The past few days have brought a lot of angst amongst airline investors, as the Fed's decision to initiate QE3 last Thursday drove airline shares down even while boosting the broader market. Shares of the largest airlines [Delta (DAL), United (UAL), Southwest (LUV), and US Airways (LCC)] all underperformed the market on Thursday and Friday. The primary worry is that quantitative easing will increase oil prices, along with other commodity prices. If the dollar weakens substantially, the dollar-denominated price of oil would naturally rise. Seeking Alpha author Sammy Pollack recently recommended shorting airline stocks based on this logic.

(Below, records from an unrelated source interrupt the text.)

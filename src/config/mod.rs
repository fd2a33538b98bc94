//! Run parameters, suite files and value parsing.
mod loader;
mod parse;
pub mod types;


pub use loader::load_suite_file;
pub use parse::{parse_duration_value, parse_header};
pub use types::{DEFAULT_METHOD, DEFAULT_TIMEOUT, DurationValue, RunParams, SuiteFile, SuiteTest};

#[cfg(test)]
pub(crate) use loader::parse_suite;
use std::net::SocketAddr;
use std::sync::Arc;
use std::task::{Context, Poll};

use async_trait::async_trait;
use chrono::Utc;
use futures_util::StreamExt;
use futures_util::future::{BoxFuture, FutureExt};
use reqwest::dns::{Addrs, Name, Resolve, Resolving};
use reqwest::{Client, StatusCode};
use tower::{Layer, Service};

use crate::error::HttpError;
use crate::metrics::{Headers, PhaseEvent, PhaseTimer, Response};

use super::template::RequestTemplate;

type BoxError = Box<dyn std::error::Error + Send + Sync>;

tokio::task_local! {
    static ACTIVE_TIMER: Arc<PhaseTimer>;
}

/// Issues one HTTP request. Implementations report lifecycle events to
/// `timer` as they observe them and may stamp `done` through
/// [`PhaseTimer::finish`] once the response head arrives. Otherwise the
/// caller stamps it.
#[async_trait]
pub trait Transport: Send + Sync {
    /// Sends the request described by `template`. Headers and body are
    /// returned only when `capture` is set.
    ///
    /// # Errors
    ///
    /// Returns an error when the request cannot be sent or the response
    /// body cannot be read.
    async fn send(
        &self,
        template: &RequestTemplate,
        capture: bool,
        timer: Arc<PhaseTimer>,
    ) -> Result<Response, HttpError>;
}

/// Default transport backed by a pooled `reqwest::Client`.
#[derive(Debug, Clone)]
pub struct ReqwestTransport {
    client: Client,
}

impl ReqwestTransport {
    /// # Errors
    ///
    /// Returns an error when the HTTP client cannot be built.
    pub fn new() -> Result<Self, HttpError> {
        let client = Client::builder()
            .dns_resolver(Arc::new(TimedResolver))
            .connector_layer(ConnectTimingLayer)
            .build()
            .map_err(|source| HttpError::BuildClientFailed { source })?;
        Ok(Self { client })
    }
}

#[async_trait]
impl Transport for ReqwestTransport {
    async fn send(
        &self,
        template: &RequestTemplate,
        capture: bool,
        timer: Arc<PhaseTimer>,
    ) -> Result<Response, HttpError> {
        let mut builder = self
            .client
            .request(template.method().clone(), template.url().clone())
            .headers(template.headers().clone())
            .timeout(template.timeout());
        if let Some(body) = template.body() {
            builder = builder.body(body.clone());
        }
        let request = builder
            .build()
            .map_err(|source| HttpError::BuildRequestFailed { source })?;

        let dispatched_at = Utc::now();
        let response = ACTIVE_TIMER
            .scope(Arc::clone(&timer), self.client.execute(request))
            .await
            .map_err(|source| HttpError::Send { source })?;
        // A pooled connection never reaches the connector.
        if !timer.has_recorded(PhaseEvent::GotConnection) {
            timer.record_at(PhaseEvent::GotConnection, dispatched_at);
        }
        timer.record(PhaseEvent::FirstByte);
        let _head_timing = timer.finish();

        let status = response.status();
        let mut result = Response::new(status.as_u16(), status_line(status));
        result.content_length = response.content_length();

        if capture {
            let mut headers = Headers::new();
            for (name, value) in response.headers() {
                headers.append(name.as_str(), String::from_utf8_lossy(value.as_bytes()));
            }
            result.headers = headers;
            result.body = read_body(response).await?;
        } else {
            drain_body(response).await?;
        }
        Ok(result)
    }
}

/// Stamps connect start/done around reqwest's connector, which covers DNS,
/// TCP and TLS. A finished connect is also the moment the request got its
/// connection.
#[derive(Debug, Clone, Copy, Default)]
struct ConnectTimingLayer;

impl<S> Layer<S> for ConnectTimingLayer {
    type Service = ConnectTiming<S>;

    fn layer(&self, inner: S) -> Self::Service {
        ConnectTiming { inner }
    }
}

#[derive(Debug, Clone)]
struct ConnectTiming<S> {
    inner: S,
}

impl<S, Target> Service<Target> for ConnectTiming<S>
where
    S: Service<Target> + 'static,
    S::Future: Send + 'static,
    Target: 'static,
{
    type Response = S::Response;
    type Error = S::Error;
    type Future = BoxFuture<'static, Result<S::Response, S::Error>>;

    fn poll_ready(&mut self, cx: &mut Context<'_>) -> Poll<Result<(), Self::Error>> {
        self.inner.poll_ready(cx)
    }

    fn call(&mut self, target: Target) -> Self::Future {
        let timer = ACTIVE_TIMER.try_with(Arc::clone).ok();
        if let Some(timer) = timer.as_ref() {
            timer.record(PhaseEvent::ConnectStart);
        }
        let connecting = self.inner.call(target);
        async move {
            let connected = connecting.await;
            if let Some(timer) = timer.as_ref().filter(|_timer| connected.is_ok()) {
                timer.record(PhaseEvent::ConnectDone);
                timer.record(PhaseEvent::GotConnection);
            }
            connected
        }
        .boxed()
    }
}

fn status_line(status: StatusCode) -> String {
    status.canonical_reason().map_or_else(
        || status.as_str().to_owned(),
        |reason| format!("{} {}", status.as_str(), reason),
    )
}

async fn read_body(response: reqwest::Response) -> Result<String, HttpError> {
    let mut stream = response.bytes_stream();
    let mut body = Vec::new();
    while let Some(chunk) = stream.next().await {
        let bytes = chunk.map_err(|source| HttpError::ReadBody { source })?;
        body.extend_from_slice(&bytes);
    }
    Ok(String::from_utf8_lossy(&body).into_owned())
}

async fn drain_body(response: reqwest::Response) -> Result<(), HttpError> {
    let mut stream = response.bytes_stream();
    while let Some(chunk) = stream.next().await {
        let _bytes = chunk.map_err(|source| HttpError::ReadBody { source })?;
    }
    Ok(())
}

/// System resolver that stamps DNS start/done on the timer of the request
/// that triggered the lookup. Lookups outside a timed request are untimed.
#[derive(Debug, Clone, Copy)]
struct TimedResolver;

impl Resolve for TimedResolver {
    fn resolve(&self, name: Name) -> Resolving {
        let timer = ACTIVE_TIMER.try_with(Arc::clone).ok();
        let host = name.as_str().to_owned();
        Box::pin(async move {
            if let Some(timer) = timer.as_ref() {
                timer.record(PhaseEvent::DnsStart);
            }
            let lookup = tokio::net::lookup_host((host.as_str(), 0)).await;
            if let Some(timer) = timer.as_ref() {
                timer.record(PhaseEvent::DnsDone);
            }
            let addrs: Vec<SocketAddr> = lookup
                .map_err(|err| -> BoxError { Box::new(err) })?
                .collect();
            let addrs: Addrs = Box::new(addrs.into_iter());
            Ok::<Addrs, BoxError>(addrs)
        })
    }
}
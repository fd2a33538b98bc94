use std::time::Duration;

use crate::config::{parse_duration_value, parse_header};
use crate::error::{AppError, AppResult};

pub(crate) fn parse_duration_arg(s: &str) -> AppResult<Duration> {
    parse_duration_value(s).map_err(AppError::from)
}

pub(crate) fn parse_header_arg(s: &str) -> AppResult<(String, String)> {
    parse_header(s).map_err(AppError::from)
}
//! Per-request timing capture and run statistics.
mod histogram;
mod percentiles;
mod timing;
mod types;


pub use histogram::StatusHistogram;
pub use percentiles::{LatencyPercentiles, REPORTED_PERCENTILES};
pub use timing::{PhaseEvent, PhaseTimer, TIMING_RESOLUTION, Timing, format_duration};
pub use types::{Headers, Response, ResponseTiming, ResponseTimings, is_success_status};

Last week, I disputed the notion that QE3 will automatically drive oil prices higher through the rest of 2012. As I noted in my earlier post, oil prices declined rapidly during the first round of quantitative easing, due to a very weak demand environment. The return to high oil prices over the past two years has been driven more by increases in demand and concerns about potential geopolitically-caused supply shortages. In contrast, natural gas prices have continued to drop in spite of the Fed's "easy money" policy because of abundant supply. In short, supply and demand fundamentals ultimately outweigh the direct effects of monetary policy.
The primary reason why I think airline shares are attractively valued at current levels is that the fundamentals of the oil market look very bearish to me. Traders may bid up oil prices in the short term and increase volatility, but ultimately, someone has to take physical delivery of the oil. Oil supply is likely to outstrip demand by a substantial margin this fall; when the market recognizes this, it will quickly drive prices down. Last week, the EIA reported that oil and petroleum product stocks increased by 2.4 million barrels in the week ending 9/7. This occurred despite the fact that domestic production was depressed by more than 500,000 bpd of shut-in production relating to Hurricane Isaac. Additionally, that week included the traditionally travel-heavy Labor Day weekend.
By contrast, oil demand is likely to be much lower now that we are entering the fall and people are getting back to school and work. Furthermore, the Wall Street Journal reported on Wednesday that only 4% of Gulf oil production was still shut-in. In the coming weeks, increasing supply and falling demand will likely drive weekly inventory gains of 10 million barrels of more. Barring a major supply disruption in the Middle East (plausible, but still unlikely), the imbalance between supply and demand will send oil prices down by at least $15/barrel (and as much as $30/barrel) by November.
If oil is indeed posed to drop this fall, as I argue, then the recent weakness in airline shares represents a buying opportunity. One of the best plays in the sector is Hawaiian Holdings (HA). Hawaiian has been increasing its international exposure and is adding new routes this fall to Sapporo, Japan and Brisbane, Australia. If QE3 weakens the US dollar, Hawaii vacations will be cheaper for travelers originating in Japan and Australia (the yen and Australian dollar have been strong currencies in recent years). This will boost demand for Hawaiian's international routes. With a dirt cheap P/E near 4, Hawaiian is an excellent buy candidate right now.
I have also written positively about Delta Airlines recently. Thus far, Delta's decision to purchase a refinery to hedge against refining premiums seems very prescient. A combination of lower crude oil prices and lower refining costs would vastly improve Delta's profitability in the seasonally weaker Q4 and Q1 periods. I think Delta has upside as far as $15 over the next six months, as investors become more comfortable with the refinery operation.
I expect other airline stocks to do well this fall, but Hawaiian and Delta provide the most upside with relatively contained risk. US Airways, which does not hedge fuel costs, has the most to gain if prices fall, but would suffer the most if (for whatever reason) oil prices remain elevated. United and Southwest are both in the process of ongoing merger integrations. This creates some long-term upside as synergies materialize, but could impact results in the near term (as we have seen at United this year). I am therefore most bullish about Hawaiian and Delta.